//! Aggregate reducer and sandbox benchmarks.
//!
//! Measures the per-branch state merge (which runs once per branch at
//! fan-in) and worktree sandbox create/destroy round-trips.
//!
//! # Running
//!
//! ```bash
//! cargo bench --bench aggregate_merge
//! # With a custom filter:
//! cargo bench --bench aggregate_merge -- merge
//! ```

use std::path::PathBuf;
use std::process::Command;

use criterion::{BenchmarkId, Criterion, criterion_group, criterion_main};

use stomper::model::state::{BranchOutcome, FixRecord, SessionAggregates};
use stomper::model::types::{Revision, SandboxId, SessionId};
use stomper::sandbox::{SandboxBackend, worktree::WorktreeSandbox};

// ---------------------------------------------------------------------------
// Helpers
// ---------------------------------------------------------------------------

fn outcomes(n: usize) -> Vec<BranchOutcome> {
    (0..n)
        .map(|i| {
            BranchOutcome::Fixed(FixRecord {
                file_path: PathBuf::from(format!("src/module_{i}.py")),
                errors_fixed: u32::try_from(i % 5).expect("small"),
                attempts_used: 1,
                revision: None,
            })
        })
        .collect()
}

/// Create a temporary git repository with one commit.
fn make_temp_repo() -> (tempfile::TempDir, Revision) {
    let dir = tempfile::tempdir().expect("tempdir");
    let root = dir.path().to_owned();

    let git = |args: &[&str]| {
        let status = Command::new("git")
            .args(args)
            .current_dir(&root)
            .status()
            .expect("git");
        assert!(status.success());
    };

    git(&["init", "-b", "main"]);
    git(&["config", "user.email", "bench@stomper"]);
    git(&["config", "user.name", "bench"]);
    std::fs::write(root.join("a.py"), "x = 1\n").expect("seed file");
    git(&["add", "."]);
    git(&["commit", "-m", "seed"]);

    let out = Command::new("git")
        .args(["rev-parse", "HEAD"])
        .current_dir(&root)
        .output()
        .expect("rev-parse");
    let rev = Revision::new(String::from_utf8_lossy(&out.stdout).trim()).expect("valid oid");
    (dir, rev)
}

// ---------------------------------------------------------------------------
// Benchmarks
// ---------------------------------------------------------------------------

fn bench_aggregate_merge(c: &mut Criterion) {
    let mut group = c.benchmark_group("aggregate_merge");
    for size in [8_usize, 64, 512] {
        group.bench_with_input(BenchmarkId::new("absorb", size), &size, |b, &size| {
            let branch_outcomes = outcomes(size);
            b.iter(|| {
                let mut agg = SessionAggregates::default();
                for outcome in branch_outcomes.clone() {
                    agg.absorb(outcome);
                }
                agg
            });
        });
    }
    group.finish();
}

fn bench_sandbox_round_trip(c: &mut Criterion) {
    let (dir, base) = make_temp_repo();
    let backend = WorktreeSandbox::new(dir.path().to_path_buf());
    let session = SessionId::new("bench-session").expect("valid id");

    c.bench_function("sandbox_create_destroy", |b| {
        b.iter(|| {
            let id = SandboxId::for_file(&session, "a");
            backend.create(&id, &base).expect("create");
            backend.destroy(&id).expect("destroy");
        });
    });
}

criterion_group!(benches, bench_aggregate_merge, bench_sandbox_round_trip);
criterion_main!(benches);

::::::::::

Based on the records above, count the lines in which "valid" occurs and provide only the number.

Your solution
2